Ma ve lo immaginate? Io non vedo l’ora di passare qui, ora, ad un mondo così, a quel regno di Dio. Un mondo concreto.. in cui non ci si fermi, ma si faccia un primo passo, in cui non si abbia che la paura di sprecare la propria vita, in cui si possa chiedere scusa e andare all’essenziale, si possa salutare per primi, fare “primi passi”, accontentarsi, avere tempo, darsi delle priorità, ascoltare i propri bisogni e vivere con Gesù a fianco, in cui si pensi all’altro e non solo e sempre a sè stessi e ai propri cari, un mondo in cui si possa scegliere di perdonarci, di andare oltre, di accoglierci per quello che siamo.. di saper coltivare la speranza e la forza, in cui crisi significhi opportunità, in cui libertà significhi scelta responsabile, in cui costruire assieme un futuro a partire da un bene comune, per tutti, corresponsabili e partecipativi, il mondo da risorti é fatto di persone non arrivate ma in cammino, non esperte ma sagge, non perfette ma disponibili, non credenti ma credibili.
Un mondo in cui ci si lasci amare da Dio non perchè siamo bravi e virtuosi perchè ne abbiamo bisogno, che é l’unica misura che un padre deve avere, non nonostante i nostri peccati ma perchè siamo peccatori. Un mondo da risorti, avremo 50 giorni, fino alla pentecoste, per comprenderlo, per allenare il nostro cuore a tutto questo. E lo ripeterò fino allo sfinimento!

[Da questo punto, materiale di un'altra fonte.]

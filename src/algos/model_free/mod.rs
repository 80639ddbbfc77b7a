pub mod q_learning;
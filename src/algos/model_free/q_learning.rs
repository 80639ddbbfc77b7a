use crate::algos::model_based::Mdp;
use crate::algos::Policy;
use crate::envs::cell::Action;
use crate::envs::grid_world::{GridWorld, Position};
use crate::error::{Error, Result};
use rand::prelude::*;
use tracing::{info, trace};

/// Outcome of the epsilon-greedy draw.
#[derive(Debug, Clone, Copy, PartialEq, Eq)]
pub enum Selection {
    Exploit(Action),
    Explore(Action),
}

impl Selection {
    pub fn action(self) -> Action {
        match self {
            Selection::Exploit(a) | Selection::Explore(a) => a,
        }
    }

    pub fn is_exploration(self) -> bool {
        matches!(self, Selection::Explore(_))
    }
}

/// Tabular Q-learning with sample-average step sizes (`1 / visits`).
///
/// Action values and visit counters live on the board's cells and carry
/// over between episodes and between calls to [`QLearningAgent::learning`].
pub struct QLearningAgent<'w, R: Rng = StdRng> {
    world: &'w mut GridWorld,
    rng: R,
    start: Position,
}

impl<'w> QLearningAgent<'w, StdRng> {
    /// Seeded agents are reproducible. Without a seed the RNG is drawn from
    /// system entropy.
    pub fn new(world: &'w mut GridWorld, seed: Option<u64>) -> Result<Self> {
        let rng = match seed {
            Some(seed) => StdRng::seed_from_u64(seed),
            None => StdRng::from_entropy(),
        };
        Self::with_rng(world, rng)
    }
}

impl<'w, R: Rng> QLearningAgent<'w, R> {
    pub fn with_rng(world: &'w mut GridWorld, rng: R) -> Result<Self> {
        let start = world.start_field().ok_or(Error::MissingStartCell)?;
        if !world.all_fields().any(|c| c.is_terminal()) {
            return Err(Error::MissingTerminalCell);
        }

        Ok(Self { world, rng, start })
    }

    pub fn world(&self) -> &GridWorld {
        self.world
    }

    /// Runs `episodes` episodes from the start cell, returning the total
    /// number of steps taken.
    pub fn learning(&mut self, episodes: usize) -> Result<usize> {
        let mut total = 0;
        for episode in 0..episodes {
            let steps = self.episode()?;
            trace!(episode, steps, "episode finished");
            total += steps;
        }

        info!(
            world = self.world.title(),
            episodes,
            steps = total,
            epsilon = self.world.epsilon(),
            "q-learning finished"
        );
        Ok(total)
    }

    /// One episode from the start cell until a terminal cell is reached.
    pub fn episode(&mut self) -> Result<usize> {
        let gamma = self.world.gamma();
        let mut s = self.start;
        let mut steps = 0;

        while !self.world[s].is_terminal() {
            let greedy = self.world[s].optimal_action();
            let a = self.select_exploration_or_exploitation(greedy).action();
            let next = self.world.agent_move(&mut self.rng, s, a)?;

            let target = self.world[s].reward().unwrap_or_default()
                + gamma * self.world[next].max_action_value();
            let cell = &mut self.world[s];
            let alpha = 1. / cell.visit(a) as f64;
            let q = cell.action_value(a);
            cell.set_action_value(a, q + alpha * (target - q));

            s = next;
            steps += 1;
        }

        Ok(steps)
    }

    /// With probability epsilon a uniformly random action, otherwise `optimal`.
    /// Drawn independently on every call.
    pub fn select_exploration_or_exploitation(&mut self, optimal: Action) -> Selection {
        if self.rng.gen::<f64>() < self.world.epsilon() {
            Selection::Explore(self.random_action())
        } else {
            Selection::Exploit(optimal)
        }
    }

    pub fn random_action(&mut self) -> Action {
        Action::ALL[self.rng.gen_range(0..Action::ALL.len())]
    }
}

/// Greedy policy over the action values stored on a board.
pub struct GreedyQPolicy<'a> {
    pub world: &'a GridWorld,
}

impl Policy for GreedyQPolicy<'_> {
    fn policy(&self, s: Position) -> Option<Action> {
        self.world
            .field(s)
            .filter(|c| c.is_decision_cell())
            .map(|c| c.optimal_action())
    }
}

impl<R: Rng> Policy for QLearningAgent<'_, R> {
    fn policy(&self, s: Position) -> Option<Action> {
        GreedyQPolicy { world: self.world }.policy(s)
    }
}
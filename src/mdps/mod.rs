pub mod mdp_simulator;
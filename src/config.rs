use crate::error::{Error, Result};
use std::path::Path;

/// Declarative board description, as stored in a world TOML file.
#[derive(Debug, Clone, PartialEq, serde::Serialize, serde::Deserialize)]
pub struct BoardDescription {
    pub title: String,

    /// `[width, height]`.
    pub size: [usize; 2],

    /// Default reward of every cell that is not overridden.
    pub reward: f64,

    pub gamma: f64,

    pub epsilon: f64,

    /// Outcome likelihoods ordered `[front, left, right, back]`.
    pub probability: [f64; 4],

    #[serde(default)]
    pub state: Vec<StateOverride>,
}

/// One `[[state]]` entry.
#[derive(Debug, Clone, PartialEq, serde::Serialize, serde::Deserialize)]
pub struct StateOverride {
    pub s_type: String,

    /// `[x, y]`.
    pub position: [usize; 2],

    #[serde(default)]
    pub value: Option<f64>,
}

const PROBABILITY_TOLERANCE: f64 = 1e-9;

impl BoardDescription {
    pub fn from_toml_str(content: &str) -> Result<Self> {
        let desc: BoardDescription = toml::from_str(content)?;
        desc.validate()?;
        Ok(desc)
    }

    /// Load and validate a board description from a TOML file.
    pub fn load(path: &Path) -> Result<Self> {
        let content = std::fs::read_to_string(path).map_err(|e| Error::Io {
            path: path.to_path_buf(),
            source: e,
        })?;
        tracing::debug!(path = %path.display(), "loaded board description");
        Self::from_toml_str(&content)
    }

    pub fn width(&self) -> usize {
        self.size[0]
    }

    pub fn height(&self) -> usize {
        self.size[1]
    }

    /// Scalar checks only. Cell kind codes are checked by the board builder.
    pub fn validate(&self) -> Result<()> {
        if self.width() == 0 || self.height() == 0 {
            return Err(Error::EmptyBoard {
                width: self.width(),
                height: self.height(),
            });
        }
        validate_unit_interval("gamma", self.gamma)?;
        validate_unit_interval("epsilon", self.epsilon)?;
        validate_probabilities(&self.probability)
    }
}

pub fn validate_unit_interval(name: &'static str, value: f64) -> Result<()> {
    if (0.0..=1.0).contains(&value) {
        Ok(())
    } else {
        Err(Error::InvalidParameter { name, value })
    }
}

pub fn validate_probabilities(probabilities: &[f64; 4]) -> Result<()> {
    let in_range = probabilities.iter().all(|p| (0.0..=1.0).contains(p));
    let sum: f64 = probabilities.iter().sum();
    if in_range && (sum - 1.0).abs() < PROBABILITY_TOLERANCE {
        Ok(())
    } else {
        Err(Error::InvalidProbabilities {
            probabilities: *probabilities,
        })
    }
}
use super::expected_values;
use crate::envs::cell::{argmax, Action, Cell};
use crate::envs::grid_world::{GridWorld, Position};
use tracing::debug;

/// Greedy action of `s` under the board's current value estimates. Cells
/// without an estimate are read as `initial_value`.
pub fn greedy_action(world: &GridWorld, s: Position, initial_value: f64) -> Action {
    let ev = expected_values(world, s, |next| {
        world
            .field(next)
            .and_then(Cell::value)
            .unwrap_or(initial_value)
    });
    argmax(&ev)
}

/// Stores the greedy action on every decision cell and clears it everywhere
/// else. Returns the number of cells that received an action.
pub fn calculate_policy(world: &mut GridWorld, initial_value: f64) -> usize {
    let choices = {
        let w: &GridWorld = world;
        w.decision_positions()
            .into_iter()
            .map(|s| (s, greedy_action(w, s, initial_value)))
            .collect::<Vec<_>>()
    };

    world.all_fields_mut().for_each(|c| c.set_policy(None));
    for &(s, a) in &choices {
        if let Some(cell) = world.field_mut(s) {
            cell.set_policy(Some(a));
        }
    }

    debug!(cells = choices.len(), "policy extracted");
    choices.len()
}
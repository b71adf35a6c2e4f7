//! Easing functions for position-driven interpolation.
//!
//! Every easing follows the `(t, b, c, d)` contract:
//! - `t` - elapsed progress
//! - `b` - start value
//! - `c` - change in value (end - start)
//! - `d` - duration (always `1.0` here, progress is pre-normalised)
//!
//! Built-ins:
//! - Linear, EaseIn, EaseOut (quadratic), EaseInOut (quadratic)
//! - CubicBezier (CSS timing curves)
//! - Steps (stepped timing)
//!
//! # Usage
//!
//! ```
//! use relax_engine::animation::easing::{Easing, EasingFunction};
//!
//! let value = EasingFunction::EaseIn.apply(0.5, 0.0, 100.0, 1.0); // 25.0
//!
//! let custom = Easing::custom(|t, b, c, d| c * (t / d).sqrt() + b);
//! let value = custom.apply(0.25, 0.0, 100.0, 1.0); // 50.0
//! ```

use serde::{Deserialize, Serialize};
use std::fmt;
use std::rc::Rc;
use std::str::FromStr;

/// Position for stepped easing.
#[derive(Debug, Clone, Copy, PartialEq, Serialize, Deserialize, Default)]
#[serde(rename_all = "snake_case")]
pub enum StepPosition {
    /// Jump at the start of each interval (CSS `jump-start`).
    Start,
    /// Jump at the end of each interval (CSS `jump-end`).
    #[default]
    End,
}

/// Linear: `c*t/d + b`.
pub fn linear(t: f64, b: f64, c: f64, d: f64) -> f64 {
    c * t / d + b
}

/// Quadratic ease-in: `c*(t/d)^2 + b`.
pub fn ease_in(t: f64, b: f64, c: f64, d: f64) -> f64 {
    let t = t / d;
    c * t * t + b
}

/// Quadratic ease-out: `-c*(t/d)*(t/d - 2) + b`.
pub fn ease_out(t: f64, b: f64, c: f64, d: f64) -> f64 {
    let t = t / d;
    -c * t * (t - 2.0) + b
}

/// Quadratic ease-in-out, accelerating until halfway then decelerating.
pub fn ease_in_out(t: f64, b: f64, c: f64, d: f64) -> f64 {
    let t = t / (d / 2.0);
    if t < 1.0 {
        c / 2.0 * t * t + b
    } else {
        let t = t - 1.0;
        -c / 2.0 * (t * (t - 2.0) - 1.0) + b
    }
}

/// Named easing curves.
///
/// These are the curves selectable from configuration. Arbitrary closures
/// go through [`Easing::custom`].
#[derive(Debug, Clone, Copy, PartialEq, Serialize, Deserialize, Default)]
#[serde(tag = "type", rename_all = "snake_case")]
pub enum EasingFunction {
    /// Constant rate.
    #[default]
    Linear,

    /// Quadratic, slow start.
    EaseIn,

    /// Quadratic, slow end.
    EaseOut,

    /// Quadratic, slow start and end.
    EaseInOut,

    /// CSS `cubic-bezier(x1, y1, x2, y2)`.
    /// x values must be in [0, 1], y values can be any float.
    CubicBezier { x1: f64, y1: f64, x2: f64, y2: f64 },

    /// CSS `steps(count, position)`.
    Steps { count: u32, position: StepPosition },
}

impl EasingFunction {
    /// Evaluate the curve under the `(t, b, c, d)` contract.
    ///
    /// The quadratic curves extrapolate when `t` leaves `[0, d]`; the bezier
    /// and stepped curves hold their end values.
    pub fn apply(&self, t: f64, b: f64, c: f64, d: f64) -> f64 {
        match self {
            Self::Linear => linear(t, b, c, d),
            Self::EaseIn => ease_in(t, b, c, d),
            Self::EaseOut => ease_out(t, b, c, d),
            Self::EaseInOut => ease_in_out(t, b, c, d),
            Self::CubicBezier { x1, y1, x2, y2 } => c * cubic_bezier(*x1, *y1, *x2, *y2, t / d) + b,
            Self::Steps { count, position } => c * stepped(*count, *position, t / d) + b,
        }
    }

    /// Create a cubic bezier easing.
    ///
    /// # Panics
    /// Panics if x1 or x2 are outside [0, 1].
    pub fn cubic_bezier(x1: f64, y1: f64, x2: f64, y2: f64) -> Self {
        assert!(
            (0.0..=1.0).contains(&x1) && (0.0..=1.0).contains(&x2),
            "Bezier x values must be in [0, 1]"
        );
        Self::CubicBezier { x1, y1, x2, y2 }
    }

    /// Create a stepped easing.
    ///
    /// # Panics
    /// Panics if steps is 0.
    pub fn steps(steps: u32, position: StepPosition) -> Self {
        assert!(steps >= 1, "Steps must be at least 1");
        Self::Steps {
            count: steps,
            position,
        }
    }
}

impl FromStr for EasingFunction {
    type Err = String;

    /// Parse a named curve. Accepts `ease_in`, `ease-in` and `easeIn` spellings.
    fn from_str(s: &str) -> Result<Self, Self::Err> {
        let key: String = s
            .trim()
            .chars()
            .filter(|c| *c != '-' && *c != '_')
            .collect::<String>()
            .to_ascii_lowercase();
        match key.as_str() {
            "linear" => Ok(Self::Linear),
            "easein" => Ok(Self::EaseIn),
            "easeout" => Ok(Self::EaseOut),
            "easeinout" => Ok(Self::EaseInOut),
            _ => Err(format!("unknown easing function: {}", s)),
        }
    }
}

/// Easing handle stored on each registration.
///
/// Either a named curve or any closure matching the `(t, b, c, d)` contract.
#[derive(Clone)]
pub enum Easing {
    Builtin(EasingFunction),
    Custom(Rc<dyn Fn(f64, f64, f64, f64) -> f64>),
}

impl Easing {
    /// Wrap a closure matching the `(t, b, c, d)` contract.
    pub fn custom<F>(f: F) -> Self
    where
        F: Fn(f64, f64, f64, f64) -> f64 + 'static,
    {
        Self::Custom(Rc::new(f))
    }

    #[inline]
    pub fn apply(&self, t: f64, b: f64, c: f64, d: f64) -> f64 {
        match self {
            Self::Builtin(function) => function.apply(t, b, c, d),
            Self::Custom(f) => f(t, b, c, d),
        }
    }
}

impl Default for Easing {
    fn default() -> Self {
        Self::Builtin(EasingFunction::Linear)
    }
}

impl From<EasingFunction> for Easing {
    fn from(function: EasingFunction) -> Self {
        Self::Builtin(function)
    }
}

impl fmt::Debug for Easing {
    fn fmt(&self, f: &mut fmt::Formatter<'_>) -> fmt::Result {
        match self {
            Self::Builtin(function) => f.debug_tuple("Builtin").field(function).finish(),
            Self::Custom(_) => f.write_str("Custom(..)"),
        }
    }
}

/// Evaluate a cubic bezier timing curve at `progress`.
///
/// Solves for the curve parameter with Newton-Raphson, then evaluates y.
fn cubic_bezier(x1: f64, y1: f64, x2: f64, y2: f64, progress: f64) -> f64 {
    if progress <= 0.0 {
        return 0.0;
    }
    if progress >= 1.0 {
        return 1.0;
    }

    let t = solve_bezier_x(x1, x2, progress);
    bezier_axis(y1, y2, t)
}

fn solve_bezier_x(x1: f64, x2: f64, target_x: f64) -> f64 {
    let mut t = target_x;

    for _ in 0..8 {
        let x = bezier_axis(x1, x2, t) - target_x;
        if x.abs() < 1e-7 {
            break;
        }

        let dx = bezier_x_derivative(x1, x2, t);
        if dx.abs() < 1e-7 {
            break;
        }

        t = (t - x / dx).clamp(0.0, 1.0);
    }

    t
}

/// One axis of the curve: 3(1-t)²t·p1 + 3(1-t)t²·p2 + t³
#[inline]
fn bezier_axis(p1: f64, p2: f64, t: f64) -> f64 {
    let mt = 1.0 - t;
    3.0 * mt * mt * t * p1 + 3.0 * mt * t * t * p2 + t * t * t
}

/// dx/dt = 3(1-t)²·x1 + 6(1-t)t·(x2-x1) + 3t²·(1-x2)
#[inline]
fn bezier_x_derivative(x1: f64, x2: f64, t: f64) -> f64 {
    let mt = 1.0 - t;
    3.0 * mt * mt * x1 + 6.0 * mt * t * (x2 - x1) + 3.0 * t * t * (1.0 - x2)
}

fn stepped(steps: u32, position: StepPosition, t: f64) -> f64 {
    if steps == 0 {
        return t;
    }
    let t = t.clamp(0.0, 1.0);
    let steps = steps as f64;

    match position {
        StepPosition::Start => (t * steps).ceil() / steps,
        StepPosition::End => (t * steps).floor() / steps,
    }
}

Ecco il passaggio, quell’autostop da chiedere in questo tempo a Gesù risorto. Anzi.. forse.. ho sbagliato tutto. Non siamo noi a dover chiedere a Lui un passaggio.. siamo noi a doverlo far salire a bordo della nostra vita. Qualsiasi possa essere il sepolcro in cui ci troviamo. Facciamolo salire a bordo. Facendo entrare nei nostri cuori la sua parola accolta, la sua eucaristia, la preghiera come dialogo fiducioso e condiviso, il suo perdono nella riconciliazione, il suo stile di vita. Ecco insomma il modo in cui passare
Così vivremo da risorti, così passeremo ad una vita nuova, così vivremo la Pasqua.
Non vedo l’ora, ne varrà la pena, sarà un viaggio bellissimo, la meta non importa, preferisco il modo di viaggiare.
Una delle Omelie più belle che abbia mai ascoltato… parole ke difficilmente si scordano uscendo dalle porte della Chiesa. Bravo Don Matteo
che meraviglia dalle parole ai fatti che ti sconvolgono la vita.. però da soli non si riesce ci vogliono le parole tradotte di persone illuminate dall’amore di gesù…. gli incontri fanno la differenza…i sacerdoti fanno la differenza…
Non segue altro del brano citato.